2. When interviewing for a job, tell the editor how you love to report. How your passion is gathering information. Do not mention how you want to be a writer, use the word “prose,” or that deep down you have a sinking suspicion you are the next Norman Mailer.
3. Be prepared to do a lot of things for free. This sucks, and it’s unfair, and it gives rich kids an edge. But it’s also the reality.
4. When writing for a mass audience, put a fact in every sentence.
5. Also, keep the stories simple and to the point, at least at first.
6. You should have a blog and be following journalists you like on Twitter.
7. If there’s a publication you want to work for or write for, cold call the editors and/or email them. This can work.
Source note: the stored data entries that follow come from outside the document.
// THEORY:
// Errors are split by layer. `SamplingError` is per tick and never fatal to a
// session: the scheduler logs it and keeps the previous palette.
// `SchedulerError` rejects a session before it starts. `MediaError` and
// `ConfigError` only surface while the binary is setting up.

use thiserror::Error;

/// Failures produced while turning a frame into a palette.
#[derive(Error, Debug, Clone, PartialEq, Eq)]
pub enum SamplingError {
    /// The grid does not fit the frame, or has a zero dimension.
    #[error("invalid grid {rows}x{columns} for a {width}x{height} frame")]
    InvalidGrid {
        rows: u32,
        columns: u32,
        width: u32,
        height: u32,
    },
    /// The frame could not be turned into a pixel surface.
    #[error("decode error: {0}")]
    Decode(String),
}

impl SamplingError {
    pub fn decode(msg: impl Into<String>) -> Self {
        Self::Decode(msg.into())
    }
}

impl From<image::ImageError> for SamplingError {
    fn from(err: image::ImageError) -> Self {
        Self::Decode(err.to_string())
    }
}

/// Failures raised when a sampling session cannot be started.
#[derive(Error, Debug, Clone, PartialEq, Eq)]
pub enum SchedulerError {
    #[error("a sampling session is already running")]
    AlreadyRunning,
    #[error("sampling interval must be greater than zero")]
    InvalidInterval,
    #[error("media source has zero duration")]
    EmptySource,
    #[error("grid must have at least one row and one column, got {rows}x{columns}")]
    InvalidGrid { rows: u32, columns: u32 },
}

/// Failures raised while loading a media asset.
#[derive(Error, Debug)]
pub enum MediaError {
    #[error("failed to read {path}: {source}")]
    Io {
        path: String,
        #[source]
        source: std::io::Error,
    },
    #[error("failed to decode {path}: {source}")]
    Decode {
        path: String,
        #[source]
        source: image::ImageError,
    },
    #[error("no decodable frames found in {0}")]
    Empty(String),
    #[error("frame rate must be a positive number, got {0}")]
    InvalidFrameRate(f64),
}

/// Failures raised while loading or validating configuration.
#[derive(Error, Debug)]
pub enum ConfigError {
    #[error("configuration error: {0}")]
    Load(#[from] config::ConfigError),
    #[error("invalid configuration: {0}")]
    Invalid(String),
}
// THEORY:
// A `Ticker` is the heartbeat of a sampling session. The scheduler never talks
// to a timer directly; it awaits `Ticker::tick`. Production code uses a tokio
// interval, and tests or embedding hosts feed ticks through a channel and
// decide exactly when each one fires.

use futures::future::BoxFuture;
use std::time::Duration;
use tokio::sync::mpsc;
use tokio::time::{Instant, Interval, MissedTickBehavior};

pub trait Ticker: Send + 'static {
    /// Resolves at the next tick. `None` means the ticker is exhausted and the
    /// session should wind down.
    fn tick(&mut self) -> BoxFuture<'_, Option<()>>;
}

/// Fires every `period`, starting one period after the first `tick` call.
///
/// Ticks that come due while the previous one is still being handled are
/// skipped rather than queued, so a slow sample never causes a burst.
#[derive(Debug)]
pub struct IntervalTicker {
    period: Duration,
    interval: Option<Interval>,
}

impl IntervalTicker {
    pub fn new(period: Duration) -> Self {
        Self {
            period,
            interval: None,
        }
    }

    pub fn period(&self) -> Duration {
        self.period
    }
}

impl Ticker for IntervalTicker {
    fn tick(&mut self) -> BoxFuture<'_, Option<()>> {
        let period = self.period;
        let interval = self.interval.get_or_insert_with(|| {
            let mut interval = tokio::time::interval_at(Instant::now() + period, period);
            interval.set_missed_tick_behavior(MissedTickBehavior::Skip);
            interval
        });
        Box::pin(async move {
            interval.tick().await;
            Some(())
        })
    }
}

/// Fires once per message received on a channel.
#[derive(Debug)]
pub struct ManualTicker {
    rx: mpsc::UnboundedReceiver<()>,
}

/// The sending half of a `ManualTicker`.
#[derive(Debug, Clone)]
pub struct TickHandle {
    tx: mpsc::UnboundedSender<()>,
}

impl ManualTicker {
    pub fn new() -> (TickHandle, Self) {
        let (tx, rx) = mpsc::unbounded_channel();
        (TickHandle { tx }, Self { rx })
    }
}

impl TickHandle {
    /// Queues one tick. Returns `false` once the ticker has been dropped.
    pub fn fire(&self) -> bool {
        self.tx.send(()).is_ok()
    }
}

impl Ticker for ManualTicker {
    fn tick(&mut self) -> BoxFuture<'_, Option<()>> {
        Box::pin(self.rx.recv())
    }
}

#[cfg(test)]
mod tests {
    use super::*;

    #[tokio::test(start_paused = true)]
    async fn interval_ticker_waits_one_period_first() {
        let start = Instant::now();
        let mut ticker = IntervalTicker::new(Duration::from_millis(500));
        assert_eq!(ticker.tick().await, Some(()));
        assert_eq!(start.elapsed(), Duration::from_millis(500));
        assert_eq!(ticker.tick().await, Some(()));
        assert_eq!(start.elapsed(), Duration::from_millis(1000));
    }

    #[tokio::test(start_paused = true)]
    async fn interval_ticker_skips_missed_ticks() {
        let start = Instant::now();
        let mut ticker = IntervalTicker::new(Duration::from_millis(100));
        ticker.tick().await;
        tokio::time::advance(Duration::from_millis(350)).await;
        // The overdue tick fires once, then the schedule realigns to the period grid.
        ticker.tick().await;
        assert_eq!(start.elapsed(), Duration::from_millis(450));
        ticker.tick().await;
        assert_eq!(start.elapsed(), Duration::from_millis(500));
    }

    #[tokio::test]
    async fn manual_ticker_fires_on_demand_and_ends_when_dropped() {
        let (handle, mut ticker) = ManualTicker::new();
        assert!(handle.fire());
        assert!(handle.fire());
        assert_eq!(ticker.tick().await, Some(()));
        assert_eq!(ticker.tick().await, Some(()));
        drop(handle);
        assert_eq!(ticker.tick().await, None);
    }
}
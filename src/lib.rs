// THEORY:
// This file is the entry point for the `ambient_palette` library crate. It
// exposes two things: a pure sampler that turns one video frame into a grid of
// average colors, and a scheduler that plays a looping media source and
// publishes a fresh palette at a fixed cadence.
//
// Rendering those palettes (gradients, blur, animation) is deliberately not
// here. Consumers subscribe to palettes and draw them however they like.

pub mod config;
pub mod core_modules;
pub mod error;
pub mod media;
pub mod sampler;
pub mod scheduler;
pub mod ticker;

pub use config::AppConfig;
pub use core_modules::color::Color;
pub use core_modules::frame::{ColorSpace, Frame};
pub use core_modules::grid::{Grid, Tile, TilingPolicy};
pub use core_modules::palette::Palette;
pub use error::{ConfigError, MediaError, SamplingError, SchedulerError};
pub use media::{CaptureJob, ClockedSource, FrameDecoder, ImageSequence, MediaSource};
pub use sampler::FrameColorSampler;
pub use scheduler::{PeriodicSamplingScheduler, SessionConfig, SessionStatus};
pub use ticker::{IntervalTicker, ManualTicker, TickHandle, Ticker};
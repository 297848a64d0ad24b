/// Centralized error types for refmap using thiserror
///
/// Provides domain-specific error types for better error handling and user-facing messages.
use thiserror::Error;

/// Main error type for the indexing engine
#[derive(Error, Debug)]
pub enum RefmapError {
    #[error("Oracle error: {0}")]
    Oracle(#[from] OracleError),

    #[error("Resolution error: {0}")]
    Resolve(#[from] ResolveError),

    #[error("Cache error: {0}")]
    Cache(#[from] CacheError),

    #[error("Configuration error: {0}")]
    Config(#[from] ConfigError),

    #[error("Validation error: {0}")]
    Validation(#[from] ValidationError),

    #[error("Map error: {0}")]
    Map(#[from] MapError),

    #[error("Scan was cancelled")]
    Cancelled,

    #[error("IO error: {0}")]
    Io(#[from] std::io::Error),

    #[error("{0}")]
    Other(String),
}

/// Failures invoking the external symbol/reference oracle
///
/// These are recorded in the error log and never abort a directory scan.
#[derive(Error, Debug, Clone, PartialEq, Eq)]
pub enum OracleError {
    #[error("Failed to spawn '{command}': {reason}")]
    Spawn { command: String, reason: String },

    #[error("'{command}' exited with status {status}")]
    NonZeroExit {
        command: String,
        status: String,
        output: String,
    },

    #[error("'{command}' timed out after {secs} seconds")]
    Timeout { command: String, secs: u64 },

    #[error("'{0}' produced output that is not valid UTF-8")]
    InvalidUtf8(String),
}

impl OracleError {
    /// Captured process output, if the process got far enough to produce any
    pub fn output(&self) -> &str {
        match self {
            OracleError::NonZeroExit { output, .. } => output,
            _ => "",
        }
    }
}

/// Errors attributing a reference to its enclosing declaration
#[derive(Error, Debug, Clone, PartialEq, Eq)]
pub enum ResolveError {
    #[error("No enclosing declaration for line {line} in {path}")]
    NoEnclosingDeclaration { path: String, line: u32 },
}

/// Errors related to cache operations
#[derive(Error, Debug)]
pub enum CacheError {
    #[error("Failed to load cache from '{path}': {reason}")]
    LoadFailed { path: String, reason: String },

    #[error("Failed to save cache to '{path}': {reason}")]
    SaveFailed { path: String, reason: String },

    #[error("Cache document '{path}' is corrupted: {reason}")]
    Corrupted { path: String, reason: String },

    #[error("Failed to lock cache: {0}")]
    Lock(String),
}

/// Errors related to configuration
#[derive(Error, Debug)]
pub enum ConfigError {
    #[error("Failed to load configuration file: {0}")]
    LoadFailed(String),

    #[error("Failed to parse configuration: {0}")]
    ParseFailed(String),

    #[error("Invalid configuration value for '{key}': {reason}")]
    InvalidValue { key: String, reason: String },

    #[error("Failed to save configuration: {0}")]
    SaveFailed(String),

    #[error("Configuration file not found: {0}")]
    FileNotFound(String),
}

/// Errors related to input validation
#[derive(Error, Debug)]
pub enum ValidationError {
    #[error("Path does not exist: {0}")]
    PathNotFound(String),

    #[error("Path is not eligible for indexing: {path} ({reason})")]
    IneligiblePath { path: String, reason: String },

    #[error("Path is outside the project root: {0}")]
    OutsideRoot(String),

    #[error("Invalid map name: {0}")]
    InvalidMapName(String),
}

/// Errors related to named map documents
#[derive(Error, Debug)]
pub enum MapError {
    #[error("Map '{0}' not found")]
    NotFound(String),

    #[error("Failed to read map '{name}': {reason}")]
    ReadFailed { name: String, reason: String },

    #[error("Failed to write map '{name}': {reason}")]
    WriteFailed { name: String, reason: String },
}

// Conversion from anyhow::Error to RefmapError
impl From<anyhow::Error> for RefmapError {
    fn from(err: anyhow::Error) -> Self {
        RefmapError::Other(format!("{:#}", err))
    }
}

/// Result alias used across the library
pub type Result<T, E = RefmapError> = std::result::Result<T, E>;

impl RefmapError {
    /// Create a new error from a string message
    pub fn other(msg: impl Into<String>) -> Self {
        RefmapError::Other(msg.into())
    }

    /// Check if this is a user error (bad input) vs system error
    pub fn is_user_error(&self) -> bool {
        matches!(
            self,
            RefmapError::Validation(_)
                | RefmapError::Map(MapError::NotFound(_))
                | RefmapError::Config(ConfigError::InvalidValue { .. })
        )
    }

    /// Errors that must stop the whole run instead of a single file
    pub fn is_fatal(&self) -> bool {
        matches!(
            self,
            RefmapError::Cache(_) | RefmapError::Config(_) | RefmapError::Cancelled
        )
    }
}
8. By the second sentence of a pitch, the entirety of the story should be explained. (In other words, if you can’t come up with a rough headline for your story idea, it’s going to be a challenge to get it published.)
9. Mainly you really have to love writing and reporting. Like it’s more important to you than anything else in your life—family, friends, social life, whatever.
10. Learn to embrace rejection as part of the gig. Keep writing/pitching/reading.
H/T Explore

Last weekend in Ohio for a while... I'll miss home! I'll miss my big family, taking the dogs to the dog park and hanging with our cats, walking to and from work, my family eating dinner together, walking around the neighborhood, coffee and play dates with the kids, the best job I've ever had, and the familiar.

Until then, I'm going to keep on keepin' on. Happy Friday!